SUPPLIED RECORDS START

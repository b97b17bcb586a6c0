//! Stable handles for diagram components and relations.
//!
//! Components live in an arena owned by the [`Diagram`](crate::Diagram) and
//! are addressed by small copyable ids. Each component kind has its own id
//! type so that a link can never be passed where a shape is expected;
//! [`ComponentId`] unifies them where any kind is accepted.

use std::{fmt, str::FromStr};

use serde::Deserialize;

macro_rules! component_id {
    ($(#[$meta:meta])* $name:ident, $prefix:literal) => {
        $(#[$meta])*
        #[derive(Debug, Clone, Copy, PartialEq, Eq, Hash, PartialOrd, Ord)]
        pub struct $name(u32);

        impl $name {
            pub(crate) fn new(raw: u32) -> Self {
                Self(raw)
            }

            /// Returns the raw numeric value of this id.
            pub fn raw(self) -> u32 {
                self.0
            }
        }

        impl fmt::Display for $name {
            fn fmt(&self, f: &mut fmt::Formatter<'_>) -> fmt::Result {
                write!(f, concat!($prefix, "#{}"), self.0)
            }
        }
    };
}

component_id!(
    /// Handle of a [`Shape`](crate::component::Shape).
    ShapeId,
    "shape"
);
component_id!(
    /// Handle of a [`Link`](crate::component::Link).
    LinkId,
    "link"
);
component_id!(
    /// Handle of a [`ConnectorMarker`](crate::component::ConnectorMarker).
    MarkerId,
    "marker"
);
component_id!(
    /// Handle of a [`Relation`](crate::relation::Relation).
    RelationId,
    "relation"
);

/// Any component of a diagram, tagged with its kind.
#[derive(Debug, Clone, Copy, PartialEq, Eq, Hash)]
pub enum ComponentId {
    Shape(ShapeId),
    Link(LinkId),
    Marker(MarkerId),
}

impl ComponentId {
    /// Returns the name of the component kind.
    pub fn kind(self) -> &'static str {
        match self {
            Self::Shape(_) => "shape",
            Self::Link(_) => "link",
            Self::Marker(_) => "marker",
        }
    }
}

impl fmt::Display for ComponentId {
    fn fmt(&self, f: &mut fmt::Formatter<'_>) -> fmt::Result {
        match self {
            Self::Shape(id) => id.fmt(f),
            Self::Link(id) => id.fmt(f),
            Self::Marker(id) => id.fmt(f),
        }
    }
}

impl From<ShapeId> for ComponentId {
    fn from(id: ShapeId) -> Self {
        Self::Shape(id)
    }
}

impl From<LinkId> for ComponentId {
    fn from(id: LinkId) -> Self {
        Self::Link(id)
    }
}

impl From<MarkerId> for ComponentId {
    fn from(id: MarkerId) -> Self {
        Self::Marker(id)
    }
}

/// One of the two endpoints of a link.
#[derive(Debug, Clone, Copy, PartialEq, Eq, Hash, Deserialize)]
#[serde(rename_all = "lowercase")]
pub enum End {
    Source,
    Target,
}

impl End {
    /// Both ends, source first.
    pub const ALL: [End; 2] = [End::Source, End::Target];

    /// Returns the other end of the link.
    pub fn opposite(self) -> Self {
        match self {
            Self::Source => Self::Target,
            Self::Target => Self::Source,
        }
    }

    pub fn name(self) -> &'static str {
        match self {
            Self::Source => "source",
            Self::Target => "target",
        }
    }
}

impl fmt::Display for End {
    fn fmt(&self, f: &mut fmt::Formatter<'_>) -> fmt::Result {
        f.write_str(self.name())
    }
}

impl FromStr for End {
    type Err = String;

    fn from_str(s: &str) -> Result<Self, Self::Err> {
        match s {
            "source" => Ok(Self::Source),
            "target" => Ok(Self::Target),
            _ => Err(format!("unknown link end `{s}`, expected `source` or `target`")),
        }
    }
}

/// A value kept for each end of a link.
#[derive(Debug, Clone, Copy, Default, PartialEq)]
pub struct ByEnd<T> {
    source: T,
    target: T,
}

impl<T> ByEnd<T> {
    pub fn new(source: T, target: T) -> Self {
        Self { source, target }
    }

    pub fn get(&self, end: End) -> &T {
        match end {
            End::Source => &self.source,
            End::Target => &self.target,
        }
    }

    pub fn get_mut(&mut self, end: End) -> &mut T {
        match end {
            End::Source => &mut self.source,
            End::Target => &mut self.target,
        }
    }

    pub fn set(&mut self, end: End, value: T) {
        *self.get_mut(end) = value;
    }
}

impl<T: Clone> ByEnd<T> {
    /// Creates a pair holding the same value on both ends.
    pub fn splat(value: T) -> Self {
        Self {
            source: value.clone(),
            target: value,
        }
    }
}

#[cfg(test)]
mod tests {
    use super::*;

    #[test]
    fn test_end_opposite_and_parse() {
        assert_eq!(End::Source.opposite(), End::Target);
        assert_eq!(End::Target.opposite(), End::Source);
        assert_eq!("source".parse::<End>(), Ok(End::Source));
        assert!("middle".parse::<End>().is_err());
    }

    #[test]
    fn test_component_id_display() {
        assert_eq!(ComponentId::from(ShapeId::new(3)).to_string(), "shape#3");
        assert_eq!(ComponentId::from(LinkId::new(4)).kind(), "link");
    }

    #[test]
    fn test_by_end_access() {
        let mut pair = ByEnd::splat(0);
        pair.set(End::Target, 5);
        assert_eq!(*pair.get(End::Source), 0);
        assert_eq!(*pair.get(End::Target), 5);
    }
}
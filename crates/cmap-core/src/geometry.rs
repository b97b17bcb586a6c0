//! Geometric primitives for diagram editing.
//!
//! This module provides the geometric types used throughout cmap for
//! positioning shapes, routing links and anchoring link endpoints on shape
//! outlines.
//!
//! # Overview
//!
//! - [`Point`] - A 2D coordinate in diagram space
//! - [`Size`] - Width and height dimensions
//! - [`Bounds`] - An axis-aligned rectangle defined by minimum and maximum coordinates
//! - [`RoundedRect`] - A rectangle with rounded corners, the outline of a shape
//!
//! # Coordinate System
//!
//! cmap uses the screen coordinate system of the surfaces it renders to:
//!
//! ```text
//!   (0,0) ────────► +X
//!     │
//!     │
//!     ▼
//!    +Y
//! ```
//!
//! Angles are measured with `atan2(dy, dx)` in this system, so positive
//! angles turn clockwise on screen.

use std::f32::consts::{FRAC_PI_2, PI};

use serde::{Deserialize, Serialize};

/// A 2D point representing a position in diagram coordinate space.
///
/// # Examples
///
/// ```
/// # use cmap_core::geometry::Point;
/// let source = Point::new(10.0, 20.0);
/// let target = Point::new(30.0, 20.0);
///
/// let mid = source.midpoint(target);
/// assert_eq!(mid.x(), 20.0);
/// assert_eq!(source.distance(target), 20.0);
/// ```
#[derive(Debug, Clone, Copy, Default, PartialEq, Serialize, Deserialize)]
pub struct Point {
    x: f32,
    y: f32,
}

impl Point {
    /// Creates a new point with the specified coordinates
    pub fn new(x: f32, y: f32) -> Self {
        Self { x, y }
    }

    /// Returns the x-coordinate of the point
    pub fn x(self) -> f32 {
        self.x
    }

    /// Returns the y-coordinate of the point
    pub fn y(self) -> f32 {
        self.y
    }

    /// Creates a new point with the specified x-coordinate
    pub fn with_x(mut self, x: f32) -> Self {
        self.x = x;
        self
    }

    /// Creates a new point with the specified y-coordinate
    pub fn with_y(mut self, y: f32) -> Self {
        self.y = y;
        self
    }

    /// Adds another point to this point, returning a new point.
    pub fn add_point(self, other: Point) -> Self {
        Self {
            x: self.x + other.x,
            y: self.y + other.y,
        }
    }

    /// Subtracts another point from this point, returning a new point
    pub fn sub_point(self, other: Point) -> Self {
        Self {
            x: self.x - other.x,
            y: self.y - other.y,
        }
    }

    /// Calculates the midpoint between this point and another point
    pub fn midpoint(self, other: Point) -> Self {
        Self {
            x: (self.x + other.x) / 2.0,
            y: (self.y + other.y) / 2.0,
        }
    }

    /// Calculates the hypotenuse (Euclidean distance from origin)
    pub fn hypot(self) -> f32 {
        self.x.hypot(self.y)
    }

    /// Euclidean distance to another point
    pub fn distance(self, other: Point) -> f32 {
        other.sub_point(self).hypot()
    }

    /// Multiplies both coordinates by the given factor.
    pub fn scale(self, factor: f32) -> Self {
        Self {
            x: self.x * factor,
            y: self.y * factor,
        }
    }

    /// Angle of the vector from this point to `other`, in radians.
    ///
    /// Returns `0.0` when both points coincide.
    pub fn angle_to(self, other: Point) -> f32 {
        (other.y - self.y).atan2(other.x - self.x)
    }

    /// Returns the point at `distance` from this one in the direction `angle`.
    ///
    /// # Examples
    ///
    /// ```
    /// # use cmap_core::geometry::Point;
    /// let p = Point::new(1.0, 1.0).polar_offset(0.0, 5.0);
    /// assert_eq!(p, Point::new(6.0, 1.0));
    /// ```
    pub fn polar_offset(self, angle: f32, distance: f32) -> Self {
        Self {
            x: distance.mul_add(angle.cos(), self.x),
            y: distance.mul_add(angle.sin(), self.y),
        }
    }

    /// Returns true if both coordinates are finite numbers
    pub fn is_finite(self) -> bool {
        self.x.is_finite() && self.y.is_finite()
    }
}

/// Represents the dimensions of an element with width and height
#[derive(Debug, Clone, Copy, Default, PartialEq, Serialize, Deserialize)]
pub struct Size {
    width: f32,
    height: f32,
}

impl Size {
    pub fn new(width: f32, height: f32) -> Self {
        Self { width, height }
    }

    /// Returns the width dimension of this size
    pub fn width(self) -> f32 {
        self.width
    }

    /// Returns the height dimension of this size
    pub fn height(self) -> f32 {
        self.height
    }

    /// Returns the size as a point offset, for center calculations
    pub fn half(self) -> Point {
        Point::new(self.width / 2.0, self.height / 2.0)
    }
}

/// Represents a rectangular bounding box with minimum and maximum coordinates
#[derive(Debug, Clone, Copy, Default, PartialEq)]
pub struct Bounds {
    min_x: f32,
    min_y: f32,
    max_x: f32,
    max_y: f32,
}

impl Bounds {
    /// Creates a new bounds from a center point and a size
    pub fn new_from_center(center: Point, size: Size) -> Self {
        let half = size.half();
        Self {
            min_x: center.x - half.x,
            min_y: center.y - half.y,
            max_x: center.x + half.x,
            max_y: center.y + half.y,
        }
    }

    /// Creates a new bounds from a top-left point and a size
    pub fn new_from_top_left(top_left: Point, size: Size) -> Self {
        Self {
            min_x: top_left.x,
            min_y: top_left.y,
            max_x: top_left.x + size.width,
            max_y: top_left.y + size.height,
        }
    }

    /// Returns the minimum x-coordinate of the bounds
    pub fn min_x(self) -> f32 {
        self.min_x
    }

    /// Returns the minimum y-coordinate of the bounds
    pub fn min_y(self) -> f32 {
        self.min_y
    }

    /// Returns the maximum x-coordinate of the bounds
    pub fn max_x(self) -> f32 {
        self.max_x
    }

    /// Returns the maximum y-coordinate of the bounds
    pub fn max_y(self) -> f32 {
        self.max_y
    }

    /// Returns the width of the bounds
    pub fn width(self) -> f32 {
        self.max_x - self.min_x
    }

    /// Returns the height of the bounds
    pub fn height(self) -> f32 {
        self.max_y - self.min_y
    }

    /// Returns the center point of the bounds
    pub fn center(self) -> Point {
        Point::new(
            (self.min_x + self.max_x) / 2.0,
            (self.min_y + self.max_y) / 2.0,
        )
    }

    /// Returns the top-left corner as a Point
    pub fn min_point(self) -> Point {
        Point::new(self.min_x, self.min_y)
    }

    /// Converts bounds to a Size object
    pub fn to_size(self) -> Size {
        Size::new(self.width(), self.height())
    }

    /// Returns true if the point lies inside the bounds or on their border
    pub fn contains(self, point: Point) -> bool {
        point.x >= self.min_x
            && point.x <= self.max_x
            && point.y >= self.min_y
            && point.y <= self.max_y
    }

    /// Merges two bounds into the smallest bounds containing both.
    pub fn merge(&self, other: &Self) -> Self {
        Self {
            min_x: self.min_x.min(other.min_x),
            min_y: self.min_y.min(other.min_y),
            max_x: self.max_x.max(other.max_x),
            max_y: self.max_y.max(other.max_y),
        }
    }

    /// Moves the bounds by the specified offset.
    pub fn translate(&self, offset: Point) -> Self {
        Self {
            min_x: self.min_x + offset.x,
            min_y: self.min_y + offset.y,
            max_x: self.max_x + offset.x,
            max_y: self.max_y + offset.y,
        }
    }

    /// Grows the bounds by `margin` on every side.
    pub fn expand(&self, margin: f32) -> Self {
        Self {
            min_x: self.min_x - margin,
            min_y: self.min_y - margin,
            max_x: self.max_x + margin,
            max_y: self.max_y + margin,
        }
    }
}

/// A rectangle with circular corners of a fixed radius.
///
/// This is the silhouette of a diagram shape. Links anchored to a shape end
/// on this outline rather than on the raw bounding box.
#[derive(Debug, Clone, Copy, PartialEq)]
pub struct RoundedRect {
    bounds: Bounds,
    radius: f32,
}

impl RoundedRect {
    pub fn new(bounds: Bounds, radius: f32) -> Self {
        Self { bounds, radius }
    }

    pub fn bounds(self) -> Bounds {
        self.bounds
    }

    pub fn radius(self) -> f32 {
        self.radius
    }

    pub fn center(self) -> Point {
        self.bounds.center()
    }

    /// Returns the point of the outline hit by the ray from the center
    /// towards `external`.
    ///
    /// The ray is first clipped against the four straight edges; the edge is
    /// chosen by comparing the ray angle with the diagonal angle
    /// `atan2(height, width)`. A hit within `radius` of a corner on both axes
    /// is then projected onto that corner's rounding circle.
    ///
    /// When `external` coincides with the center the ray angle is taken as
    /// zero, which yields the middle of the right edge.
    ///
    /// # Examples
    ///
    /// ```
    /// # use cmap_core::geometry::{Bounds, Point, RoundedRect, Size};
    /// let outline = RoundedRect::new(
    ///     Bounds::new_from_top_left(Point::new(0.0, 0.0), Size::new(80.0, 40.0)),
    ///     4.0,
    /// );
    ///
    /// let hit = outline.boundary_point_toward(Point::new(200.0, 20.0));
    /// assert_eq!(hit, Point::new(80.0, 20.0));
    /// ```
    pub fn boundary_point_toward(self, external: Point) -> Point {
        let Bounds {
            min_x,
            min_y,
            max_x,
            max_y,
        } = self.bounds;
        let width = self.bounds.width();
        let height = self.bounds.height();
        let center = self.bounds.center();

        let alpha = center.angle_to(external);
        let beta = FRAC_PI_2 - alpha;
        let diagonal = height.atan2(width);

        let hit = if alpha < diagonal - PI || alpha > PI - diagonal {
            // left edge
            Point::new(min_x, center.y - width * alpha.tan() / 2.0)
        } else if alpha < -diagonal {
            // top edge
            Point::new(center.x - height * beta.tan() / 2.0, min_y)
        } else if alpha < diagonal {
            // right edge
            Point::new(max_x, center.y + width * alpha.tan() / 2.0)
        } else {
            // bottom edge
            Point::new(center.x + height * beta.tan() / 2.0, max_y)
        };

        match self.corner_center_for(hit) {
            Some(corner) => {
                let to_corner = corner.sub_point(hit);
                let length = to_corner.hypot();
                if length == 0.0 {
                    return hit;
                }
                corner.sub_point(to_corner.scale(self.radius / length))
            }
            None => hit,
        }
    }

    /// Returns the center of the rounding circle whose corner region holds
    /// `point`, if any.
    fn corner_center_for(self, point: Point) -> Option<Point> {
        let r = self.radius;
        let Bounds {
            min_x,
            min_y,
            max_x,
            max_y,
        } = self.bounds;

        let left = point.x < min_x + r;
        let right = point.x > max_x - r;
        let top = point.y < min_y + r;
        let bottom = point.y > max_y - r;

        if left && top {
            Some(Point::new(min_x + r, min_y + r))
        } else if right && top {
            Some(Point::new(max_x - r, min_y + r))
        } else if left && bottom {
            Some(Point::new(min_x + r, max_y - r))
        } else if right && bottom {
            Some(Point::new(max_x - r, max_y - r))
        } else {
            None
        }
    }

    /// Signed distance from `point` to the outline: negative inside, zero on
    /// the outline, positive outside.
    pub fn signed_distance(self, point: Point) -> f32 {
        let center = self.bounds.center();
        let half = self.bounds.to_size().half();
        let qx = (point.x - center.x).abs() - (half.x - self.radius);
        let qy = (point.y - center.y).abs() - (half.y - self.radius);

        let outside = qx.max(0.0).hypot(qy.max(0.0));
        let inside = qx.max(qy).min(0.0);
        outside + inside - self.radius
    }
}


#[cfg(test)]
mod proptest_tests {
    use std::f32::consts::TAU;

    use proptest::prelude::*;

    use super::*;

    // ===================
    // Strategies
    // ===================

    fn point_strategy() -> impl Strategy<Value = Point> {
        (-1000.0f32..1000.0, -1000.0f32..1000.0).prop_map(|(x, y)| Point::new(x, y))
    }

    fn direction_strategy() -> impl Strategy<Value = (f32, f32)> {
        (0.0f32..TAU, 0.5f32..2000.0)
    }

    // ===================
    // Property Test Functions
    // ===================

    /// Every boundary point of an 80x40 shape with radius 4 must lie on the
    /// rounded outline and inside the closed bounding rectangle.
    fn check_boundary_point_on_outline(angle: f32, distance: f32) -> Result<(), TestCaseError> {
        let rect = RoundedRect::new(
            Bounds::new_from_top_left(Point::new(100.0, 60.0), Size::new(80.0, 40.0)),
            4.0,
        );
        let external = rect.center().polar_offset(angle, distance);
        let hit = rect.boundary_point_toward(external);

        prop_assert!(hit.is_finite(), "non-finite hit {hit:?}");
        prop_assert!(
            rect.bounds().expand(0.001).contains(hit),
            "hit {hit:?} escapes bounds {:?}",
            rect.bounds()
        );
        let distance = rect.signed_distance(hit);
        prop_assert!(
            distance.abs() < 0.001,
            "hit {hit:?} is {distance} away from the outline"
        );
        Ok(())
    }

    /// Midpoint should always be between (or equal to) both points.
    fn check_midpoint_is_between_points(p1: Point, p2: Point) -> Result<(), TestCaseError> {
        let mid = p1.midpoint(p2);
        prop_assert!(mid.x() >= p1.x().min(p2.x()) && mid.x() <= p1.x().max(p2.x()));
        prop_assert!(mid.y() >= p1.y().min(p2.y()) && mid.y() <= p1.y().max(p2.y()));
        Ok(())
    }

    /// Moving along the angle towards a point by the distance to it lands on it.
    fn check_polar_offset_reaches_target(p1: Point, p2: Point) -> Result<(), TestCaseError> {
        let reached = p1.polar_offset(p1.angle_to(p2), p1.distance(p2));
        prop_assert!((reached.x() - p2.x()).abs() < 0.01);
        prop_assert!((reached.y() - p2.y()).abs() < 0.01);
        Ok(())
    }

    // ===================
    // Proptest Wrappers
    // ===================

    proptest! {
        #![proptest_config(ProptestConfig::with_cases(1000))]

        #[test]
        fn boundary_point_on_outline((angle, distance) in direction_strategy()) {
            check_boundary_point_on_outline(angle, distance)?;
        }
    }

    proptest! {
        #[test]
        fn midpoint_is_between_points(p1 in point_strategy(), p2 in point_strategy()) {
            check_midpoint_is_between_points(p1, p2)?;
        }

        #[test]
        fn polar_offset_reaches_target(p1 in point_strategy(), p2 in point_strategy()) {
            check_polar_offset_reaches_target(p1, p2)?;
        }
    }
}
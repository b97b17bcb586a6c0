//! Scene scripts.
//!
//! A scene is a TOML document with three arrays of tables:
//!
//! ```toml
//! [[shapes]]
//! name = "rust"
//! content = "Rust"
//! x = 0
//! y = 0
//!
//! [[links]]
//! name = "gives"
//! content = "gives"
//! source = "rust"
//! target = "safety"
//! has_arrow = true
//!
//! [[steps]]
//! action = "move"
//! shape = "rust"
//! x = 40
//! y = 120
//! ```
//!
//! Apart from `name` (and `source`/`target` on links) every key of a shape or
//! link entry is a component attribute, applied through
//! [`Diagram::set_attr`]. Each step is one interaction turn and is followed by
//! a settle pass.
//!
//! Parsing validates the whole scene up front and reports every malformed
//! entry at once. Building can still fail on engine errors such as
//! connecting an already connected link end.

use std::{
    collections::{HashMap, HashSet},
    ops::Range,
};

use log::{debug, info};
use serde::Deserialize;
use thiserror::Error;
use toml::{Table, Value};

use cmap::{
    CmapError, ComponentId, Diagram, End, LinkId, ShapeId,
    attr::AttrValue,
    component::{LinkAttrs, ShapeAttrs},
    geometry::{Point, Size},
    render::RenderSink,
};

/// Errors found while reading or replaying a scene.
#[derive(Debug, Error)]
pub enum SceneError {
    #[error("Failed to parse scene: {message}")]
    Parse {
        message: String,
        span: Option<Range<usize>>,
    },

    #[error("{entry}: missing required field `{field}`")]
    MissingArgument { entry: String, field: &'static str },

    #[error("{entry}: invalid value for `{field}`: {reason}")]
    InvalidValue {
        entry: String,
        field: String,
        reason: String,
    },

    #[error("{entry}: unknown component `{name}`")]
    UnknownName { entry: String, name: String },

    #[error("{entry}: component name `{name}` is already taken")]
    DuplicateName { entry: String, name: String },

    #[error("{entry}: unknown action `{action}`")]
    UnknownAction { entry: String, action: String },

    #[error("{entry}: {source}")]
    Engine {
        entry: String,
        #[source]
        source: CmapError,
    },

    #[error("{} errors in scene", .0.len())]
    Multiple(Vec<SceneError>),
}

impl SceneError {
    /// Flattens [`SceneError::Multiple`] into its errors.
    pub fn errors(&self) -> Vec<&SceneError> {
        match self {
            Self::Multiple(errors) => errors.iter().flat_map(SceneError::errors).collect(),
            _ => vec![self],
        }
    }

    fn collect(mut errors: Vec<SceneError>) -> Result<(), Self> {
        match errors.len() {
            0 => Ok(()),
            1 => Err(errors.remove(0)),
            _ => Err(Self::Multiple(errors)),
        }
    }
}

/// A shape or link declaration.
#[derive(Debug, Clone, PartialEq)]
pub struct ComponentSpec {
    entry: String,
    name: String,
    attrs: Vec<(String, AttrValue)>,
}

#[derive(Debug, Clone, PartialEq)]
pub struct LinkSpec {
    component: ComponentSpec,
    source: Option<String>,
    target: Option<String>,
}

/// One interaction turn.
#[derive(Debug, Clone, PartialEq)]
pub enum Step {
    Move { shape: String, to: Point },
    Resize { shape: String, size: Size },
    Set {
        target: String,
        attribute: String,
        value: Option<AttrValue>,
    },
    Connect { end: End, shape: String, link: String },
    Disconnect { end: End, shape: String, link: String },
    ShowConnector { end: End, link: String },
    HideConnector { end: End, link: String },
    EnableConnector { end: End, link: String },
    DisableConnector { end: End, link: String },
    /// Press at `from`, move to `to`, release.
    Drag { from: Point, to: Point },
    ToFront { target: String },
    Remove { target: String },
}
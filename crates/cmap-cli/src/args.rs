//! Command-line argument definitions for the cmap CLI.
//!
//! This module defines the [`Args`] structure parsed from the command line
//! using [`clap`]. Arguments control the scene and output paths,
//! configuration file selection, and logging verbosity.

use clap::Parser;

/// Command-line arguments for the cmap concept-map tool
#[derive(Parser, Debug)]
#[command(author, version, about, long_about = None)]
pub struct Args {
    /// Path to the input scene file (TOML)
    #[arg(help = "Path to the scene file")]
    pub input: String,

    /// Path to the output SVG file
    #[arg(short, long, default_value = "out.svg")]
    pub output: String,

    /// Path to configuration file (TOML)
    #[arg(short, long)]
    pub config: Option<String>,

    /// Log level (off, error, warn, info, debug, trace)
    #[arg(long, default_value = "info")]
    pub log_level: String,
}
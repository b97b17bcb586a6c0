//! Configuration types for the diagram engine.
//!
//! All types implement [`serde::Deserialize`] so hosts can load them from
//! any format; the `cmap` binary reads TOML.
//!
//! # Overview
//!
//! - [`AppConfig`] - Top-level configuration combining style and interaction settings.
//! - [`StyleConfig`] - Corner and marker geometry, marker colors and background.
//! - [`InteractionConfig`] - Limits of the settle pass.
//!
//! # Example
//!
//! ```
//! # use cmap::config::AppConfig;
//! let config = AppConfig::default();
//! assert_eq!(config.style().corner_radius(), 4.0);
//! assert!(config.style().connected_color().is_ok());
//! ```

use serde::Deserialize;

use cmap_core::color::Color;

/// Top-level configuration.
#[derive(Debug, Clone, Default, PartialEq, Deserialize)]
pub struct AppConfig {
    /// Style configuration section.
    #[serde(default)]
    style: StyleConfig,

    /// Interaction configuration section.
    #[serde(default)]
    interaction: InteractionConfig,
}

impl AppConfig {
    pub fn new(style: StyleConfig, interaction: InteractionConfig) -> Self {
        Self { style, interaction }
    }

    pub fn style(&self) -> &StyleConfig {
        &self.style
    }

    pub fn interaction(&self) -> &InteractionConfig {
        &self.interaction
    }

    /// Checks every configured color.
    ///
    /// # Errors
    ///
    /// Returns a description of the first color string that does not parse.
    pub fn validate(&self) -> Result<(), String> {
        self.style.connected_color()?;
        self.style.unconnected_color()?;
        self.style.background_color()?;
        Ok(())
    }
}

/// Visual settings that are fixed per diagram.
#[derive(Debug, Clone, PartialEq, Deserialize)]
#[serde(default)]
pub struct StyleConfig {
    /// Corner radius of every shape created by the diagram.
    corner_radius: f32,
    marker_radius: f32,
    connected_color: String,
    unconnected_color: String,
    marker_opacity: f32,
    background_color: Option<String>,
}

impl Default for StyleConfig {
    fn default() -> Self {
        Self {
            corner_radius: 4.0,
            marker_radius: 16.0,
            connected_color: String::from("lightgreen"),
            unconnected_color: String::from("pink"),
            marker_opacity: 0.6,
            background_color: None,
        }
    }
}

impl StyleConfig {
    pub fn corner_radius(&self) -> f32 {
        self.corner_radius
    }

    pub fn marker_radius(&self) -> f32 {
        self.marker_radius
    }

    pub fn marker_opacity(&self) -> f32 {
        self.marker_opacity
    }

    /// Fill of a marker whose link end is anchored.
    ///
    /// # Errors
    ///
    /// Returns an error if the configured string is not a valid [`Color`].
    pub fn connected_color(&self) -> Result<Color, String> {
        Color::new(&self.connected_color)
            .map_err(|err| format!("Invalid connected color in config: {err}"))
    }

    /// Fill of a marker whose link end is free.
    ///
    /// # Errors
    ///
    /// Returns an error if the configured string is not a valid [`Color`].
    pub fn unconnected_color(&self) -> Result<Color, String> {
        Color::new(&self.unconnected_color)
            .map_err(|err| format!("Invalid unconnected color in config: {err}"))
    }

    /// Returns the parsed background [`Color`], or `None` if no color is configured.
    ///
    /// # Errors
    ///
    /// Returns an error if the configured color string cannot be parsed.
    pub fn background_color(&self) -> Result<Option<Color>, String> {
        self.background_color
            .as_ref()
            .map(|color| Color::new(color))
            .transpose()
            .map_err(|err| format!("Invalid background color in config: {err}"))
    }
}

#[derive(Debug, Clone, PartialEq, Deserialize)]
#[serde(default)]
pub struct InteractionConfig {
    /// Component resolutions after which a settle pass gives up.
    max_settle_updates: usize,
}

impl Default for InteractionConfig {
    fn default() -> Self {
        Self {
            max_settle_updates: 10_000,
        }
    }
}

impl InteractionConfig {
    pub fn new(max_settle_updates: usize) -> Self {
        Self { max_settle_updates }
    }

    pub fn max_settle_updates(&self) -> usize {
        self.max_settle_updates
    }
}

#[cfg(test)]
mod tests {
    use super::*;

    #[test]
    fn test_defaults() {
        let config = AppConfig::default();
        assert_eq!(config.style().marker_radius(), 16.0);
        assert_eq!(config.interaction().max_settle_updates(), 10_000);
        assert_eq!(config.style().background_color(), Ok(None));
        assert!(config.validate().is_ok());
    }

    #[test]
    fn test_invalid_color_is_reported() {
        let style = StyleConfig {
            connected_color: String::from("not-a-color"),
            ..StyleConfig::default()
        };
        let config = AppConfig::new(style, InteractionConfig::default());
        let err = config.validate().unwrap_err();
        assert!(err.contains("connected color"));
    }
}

SUPPLIED RECORDS END

Where a line in the records above contains "circle", include it in the count, and give only that number.

2